Arron pointed out a consistent typo in my prior posting.
All numbers should have had three more zeroes, as the numbers
were billions of US dollars, not millions. (For those in the UK, this
should read "thousands of millions", not a British billion, which is a
million millions.)
Yes, I was aware of the 2000 update to the Cornell study, but I
hoped to avoid pummeling a deceased horse.
Since Arron has forced my hand, I'll say it - the 2000 Cornell study
CONTINUED to use a methodology that had been perforated with holes
large enough for safe passage of 55-foot tractor-trailer trucks several
years ago. When both one's peers in the scientific community and
the US General Accounting Office point the same error in one's study,
one can be sure that one has made an error.
The basic flaw in the methodology is that no reasonable person is
going to credit the entire value of ANY crop to pollination alone,
even if pollination is an absolute requirement for that crop.

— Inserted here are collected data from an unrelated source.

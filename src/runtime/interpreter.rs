use crate::diagnostics::Sink;
use crate::ir::{Opcode, Quad, QuadTable, SymbolTable};
use crate::lang::Value;
use crate::runtime::runtime_error::RuntimeError;

#[derive(Debug, Clone, Copy, Default)]
pub struct InterpreterConfig {
    /// Print each instruction before it executes.
    pub trace: bool,
    /// Abort with a fault after this many executed instructions.
    pub max_steps: Option<usize>,
}

/// Fetch-decode-execute loop over a quad table.
///
/// The symbol table is the machine's memory: operands are symbol indices
/// and results are written back into it. Guest faults (division by zero, bad
/// indices, non-integer arithmetic) end the run with a `FATAL ERROR` line on
/// the sink and an `Err` to the caller; they never panic.
pub struct Interpreter {
    config: InterpreterConfig,
    steps: usize,
}

impl Default for Interpreter {
    fn default() -> Self {
        Self::new()
    }
}

impl Interpreter {
    pub fn new() -> Self {
        Self::with_config(InterpreterConfig::default())
    }

    pub fn with_config(config: InterpreterConfig) -> Self {
        Self { config, steps: 0 }
    }

    /// Instructions executed by the last run.
    pub fn steps(&self) -> usize {
        self.steps
    }

    pub fn run(
        &mut self,
        quads: &QuadTable,
        symbols: &mut SymbolTable,
        out: &mut dyn Sink,
    ) -> Result<(), RuntimeError> {
        self.steps = 0;
        let halt = quads.len();
        let mut pc = 0;

        while pc < halt {
            let quad = quads.get_quad(pc);

            if !quads.opcodes().is_valid_opcode(quad.opcode, out) {
                pc += 1;
                continue;
            }
            let Some(opcode) = Opcode::from_code(quad.opcode) else {
                pc += 1;
                continue;
            };

            if self.config.trace {
                out.line(&trace_line(quads, pc, opcode, &quad));
            }

            let result = self
                .check_limits()
                .and_then(|_| execute(opcode, &quad, pc, halt, symbols, out));

            match result {
                Ok(next) => pc = next,
                Err(e) => {
                    out.line(&format!("FATAL ERROR: {}", e.message));
                    log::debug!("run aborted at quad {} after {} steps", pc, self.steps);
                    return Err(e.at(pc));
                }
            }
        }

        log::debug!("run finished after {} steps", self.steps);
        Ok(())
    }

    fn check_limits(&mut self) -> Result<(), RuntimeError> {
        self.steps += 1;

        if let Some(max) = self.config.max_steps {
            if self.steps > max {
                return Err(RuntimeError::new(&format!(
                    "step limit exceeded ({})",
                    max
                )));
            }
        }
        Ok(())
    }
}

/// Executes one instruction and returns the next pc.
fn execute(
    opcode: Opcode,
    quad: &Quad,
    pc: usize,
    halt: usize,
    symbols: &mut SymbolTable,
    out: &mut dyn Sink,
) -> Result<usize, RuntimeError> {
    let next = pc + 1;

    match opcode {
        Opcode::Stop => Ok(halt),

        Opcode::Div | Opcode::Mul | Opcode::Sub | Opcode::Add => {
            // both operands are copied out before the result is written, so
            // op3 may alias op1 or op2
            let a = read_int(symbols, quad.op1 as i64)?;
            let b = read_int(symbols, quad.op2 as i64)?;
            let result = arithmetic(opcode, a, b)?;
            store(symbols, quad.op3 as i64, Value::Int(result))?;
            Ok(next)
        }

        Opcode::Mov => {
            let value = read(symbols, quad.op1 as i64)?;
            store(symbols, quad.op3 as i64, value)?;
            Ok(next)
        }

        Opcode::Sti => {
            let value = read(symbols, quad.op1 as i64)?;
            store(symbols, quad.op2 as i64 + quad.op3 as i64, value)?;
            Ok(next)
        }

        Opcode::Ldi => {
            let value = read(symbols, quad.op1 as i64 + quad.op2 as i64)?;
            store(symbols, quad.op3 as i64, value)?;
            Ok(next)
        }

        Opcode::Bnz | Opcode::Bnp | Opcode::Bnn | Opcode::Bz | Opcode::Bp | Opcode::Bn => {
            let tested = read_int(symbols, quad.op1 as i64)?;
            if opcode.branch_taken(tested) {
                jump_target(quad.op3 as i64, halt)
            } else {
                Ok(next)
            }
        }

        Opcode::Br => jump_target(quad.op3 as i64, halt),

        Opcode::Bindr => {
            let address = read_int(symbols, quad.op3 as i64)?;
            jump_target(address, halt)
        }

        Opcode::Print => {
            let symbol = symbols.get_symbol(slot(symbols, quad.op1 as i64)?);
            out.line(&format!("{} = {}", symbol.name, symbol.value));
            Ok(next)
        }
    }
}

fn arithmetic(opcode: Opcode, a: i64, b: i64) -> Result<i64, RuntimeError> {
    let result = match opcode {
        Opcode::Div => {
            if b == 0 {
                return Err(RuntimeError::new("division by zero"));
            }
            a.checked_div(b)
        }
        Opcode::Mul => a.checked_mul(b),
        Opcode::Sub => a.checked_sub(b),
        Opcode::Add => a.checked_add(b),
        _ => None,
    };
    result.ok_or_else(|| RuntimeError::new(&format!("integer overflow in {:?}", opcode)))
}

fn out_of_range(index: i64) -> RuntimeError {
    RuntimeError::new(&format!("symbol index {} is out of range", index))
}

fn slot(symbols: &SymbolTable, index: i64) -> Result<usize, RuntimeError> {
    usize::try_from(index)
        .ok()
        .filter(|&i| i < symbols.len())
        .ok_or_else(|| out_of_range(index))
}

fn read(symbols: &SymbolTable, index: i64) -> Result<Value, RuntimeError> {
    let i = slot(symbols, index)?;
    Ok(symbols.get_symbol(i).value.clone())
}

fn read_int(symbols: &SymbolTable, index: i64) -> Result<i64, RuntimeError> {
    let symbol = symbols.get_symbol(slot(symbols, index)?);
    symbol.value.as_int().ok_or_else(|| {
        RuntimeError::new(&format!(
            "'{}' holds a {} value where an integer is required",
            symbol.name,
            symbol.value.type_name()
        ))
    })
}

fn store(symbols: &mut SymbolTable, index: i64, value: Value) -> Result<(), RuntimeError> {
    let i = slot(symbols, index)?;
    symbols.set_value(i, value);
    Ok(())
}

/// Branch targets may be any quad address or the halt address just past
/// the end.
fn jump_target(address: i64, halt: usize) -> Result<usize, RuntimeError> {
    usize::try_from(address)
        .ok()
        .filter(|&a| a <= halt)
        .ok_or_else(|| RuntimeError::new(&format!("branch target {} is out of range", address)))
}

fn trace_line(quads: &QuadTable, pc: usize, opcode: Opcode, quad: &Quad) -> String {
    let mnemonic = quads.get_mnemonic(quad.opcode).unwrap_or("?");
    let operands = match opcode {
        Opcode::Stop => String::new(),
        Opcode::Br | Opcode::Bindr => format!(" {}", quad.op3),
        Opcode::Print => format!(" {}", quad.op1),
        _ if opcode.arity() == 2 => format!(" {}, {}", quad.op1, quad.op3),
        _ => format!(" {}, {}, {}", quad.op1, quad.op2, quad.op3),
    };
    format!("PC = {}: {}{}", pc, mnemonic, operands)
}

Think about it - someone still has to plant, tend, harvest, pack,
and ship the crop, someone has to provide the land, water, labor,
and capital equipment. Do these inputs have no value at all?
Do the bees get all the credit for every penny of crop value?
Of course not.
That sort of "beekeeping bookkeeping" is very similar to the
sort of manipulation of numbers that got Enron into trouble.
Sadly, the net result reduces the entire effort to no more than
"boosterism" and propaganda, when a more conservative position
of "pollination as a significant value-added process with excellent
leverage" would result in widespread consensus.
Funny how the "voice of agrarianism", no matter if it comes from
a single farmer or a gang of trans-national robber-barons like
Arthur Daniels Midland ("ADM - Supermarket to the World")
consistently overstates the case that "agriculture is important" to
the point of prompting disbelief in an otherwise reasonable statement.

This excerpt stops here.